View Full Version : smoke
sahilchopra1987
09-14-2012, 09:06 AM
i run
around
in circles,
said
the dog,
marking
virgin
spaces
but what
can i
own now?
asked
the dog,
circles,
i said
circles,
circles,
circles,
until
you
disappear
sahilchopra1987
11-28-2012, 11:49 AM
i am on top of
you
you
you and
you
fall in line, you filthy pig!
*the pig turns his head in slow mo*
if only
this was
the last chapter.
*trumpet call*
hillwalker
11-28-2012, 12:56 PM
I much prefer 'smoke' although it is rather sparse. Your second barely qualifies as a poem.
H
sahilchopra1987
11-29-2012, 07:15 AM
thanks for your feedback H. much appreciate it.
sahilchopra1987
11-29-2012, 07:20 AM
let it flip
tying the rope around his neck
to the iron pole cemented to the ground
he sat on the edge of his bed
under starry skies
all night
day came and then came night
as he continued to sit there
waiting for his world
to turn upside down
Jerrybaldy
11-29-2012, 07:44 AM
'let it flip' ... I love the idea of somebody waiting to be hung from the ground by the world turning upside down. The passing of time as he waits could be far better described and enriched other than ' all night/ day came and then night'.
JB
Haunted
11-29-2012, 06:52 PM
I kinda like these because they are unexpected. I don't get "animal farm", I read that ages ago and I can't pick up the references — my own fault. The last one is intriguing and unsettling.
sahilchopra1987
11-30-2012, 02:47 AM
'let it flip' ... I love the idea of somebody waiting to be hung from the ground by the world turning upside down. The passing of time as he waits could be far better described and enriched other than ' all night/ day came and then night'.
JB
Thanks Jerry, the attempt was to keep it absolutely minimal.
sahilchopra1987
11-30-2012, 02:48 AM
I kinda like these because they are unexpected. I don't get "animal farm", I read that ages ago and I can't pick up the references — my own fault. The last one is intriguing and unsettling.

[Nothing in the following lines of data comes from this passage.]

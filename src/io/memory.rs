//! In-memory source for testing.

use std::io::Cursor;
use std::sync::Arc;

use super::SourceProvider;
use crate::error::ReaderError;

/// In-memory source for tests and benches.
#[derive(Debug, Clone)]
pub struct InMemorySource {
    id: String,
    data: Arc<Vec<u8>>,
}

impl InMemorySource {
    /// Create a new in-memory source with the given data.
    pub fn new(id: impl Into<String>, data: Vec<u8>) -> Self {
        Self {
            id: id.into(),
            data: Arc::new(data),
        }
    }

    /// Create a new in-memory source from a string.
    pub fn from_string(id: impl Into<String>, data: impl Into<String>) -> Self {
        Self::new(id, data.into().into_bytes())
    }

    pub fn len(&self) -> usize {
        self.data.len()
    }

    pub fn is_empty(&self) -> bool {
        self.data.is_empty()
    }
}

impl SourceProvider for InMemorySource {
    type Handle = Cursor<Vec<u8>>;

    fn id(&self) -> &str {
        &self.id
    }

    fn open(&self) -> Result<Cursor<Vec<u8>>, ReaderError> {
        if self.data.is_empty() {
            return Err(ReaderError::EmptyFile {
                target: self.id.clone(),
            });
        }
        Ok(Cursor::new(self.data.as_ref().clone()))
    }
}
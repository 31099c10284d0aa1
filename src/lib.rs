//! # rowloop
//!
//! Hands out successive rows of a delimited text file to many concurrent
//! callers, starting over from the first row once the file is exhausted.
//!
//! ## Overview
//!
//! rowloop provides:
//! - **Cyclic reading**: `CyclicReader::get_line` returns the next line split into
//!   fields and wraps around to the first line at end of file
//! - **Concurrency safety**: one lock covers a whole call, so each line goes to exactly
//!   one caller and no caller observes a half-finished rewind
//! - **Typed errors**: `ReaderError` distinguishes open failures, empty files and scan errors
//! - **Shared handles**: `ReaderHandle` is a cloneable reference for every caller that
//!   should draw from the same file
//! - **Async**: `AsyncReaderHandle` runs calls on tokio's blocking pool
//!
//! ## Quick Start
//!
//! ```rust,ignore
//! use rowloop::CyclicReader;
//!
//! fn main() -> Result<(), rowloop::ReaderError> {
//!     let reader = CyclicReader::open("users.csv")?;
//!     let row = reader.get_line(",")?;
//!     println!("{row:?}");
//!     reader.close()
//! }
//! ```
//!
//! ## Line semantics
//!
//! - Lines end at `\n`; a preceding `\r` is dropped too. A final line without a
//!   terminator still counts.
//! - Fields are split on the literal separator; there is no CSV quoting.
//! - A file with a single line hands out that line on every call.
//! - A file that is empty when opened is rejected. A file truncated to nothing
//!   while open makes `get_line` fail with `ReaderError::EmptyFile`.
//!
//! ## Features
//!
//! - `json` - load `ReaderConfig` from JSON (enabled by default)
//! - `yaml` - load `ReaderConfig` from YAML
//! - `toml` - load `ReaderConfig` from TOML
//! - `async` - `AsyncReaderHandle` and `AsyncRowProvider` on Tokio
//! - `miette` - Pretty error reporting with miette
//! - `sarge` - argument parsing for the `rowloop` binary

// Core modules
pub mod cli;
pub mod config;
pub mod error;
pub mod handle;
pub mod io;
pub mod reader;
pub mod split;

#[cfg(feature = "async")]
pub mod handle_async;

// Re-exports for convenience
pub use config::{ConfigError, ReaderConfig, ReaderOptions};
pub use error::{ErrorClass, ReaderError};
pub use handle::ReaderHandle;
pub use io::{FileSource, InMemorySource, LineCursor, Scan, SourceProvider, open_file};
pub use reader::{CyclicReader, RowProvider};
pub use split::{Row, split_fields};

#[cfg(feature = "async")]
pub use handle_async::{AsyncReaderHandle, AsyncRowProvider};

#[cfg(feature = "miette")]
pub use error::ReaderDiagnostic;
//! Configuration types for opening readers.
//!
//! This module provides:
//! - `ReaderOptions`: Buffering and line-length limits for the scanner
//! - `ReaderConfig`: A complete, deserializable description of one reader
//! - `ConfigError`: Failures while loading a configuration file

mod options;
mod reader;

pub use options::ReaderOptions;
pub use reader::{ConfigError, ReaderConfig};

Animal Farm still remains my favorite from George Orwell. :)
sahilchopra1987
11-30-2012, 02:53 AM
the old whore
he ran his hand
over the moist piece of cloth
dressing the cot
as his fingers read
every movement of hers
through the uncanny contours
of the spread
feeling the dents
of her body pressing deeper
with each subsequent thrust
breeding contempt
for she came cheap
had he been there
he would have laughed
Bar22do
12-02-2012, 10:01 AM
I like your minimalism!
Smoke is good, except that for me it would be even better if you ended with "circles, circles, circles", without until you disappear (you tell us the effect which we feel and see with "circles, circles, circles"!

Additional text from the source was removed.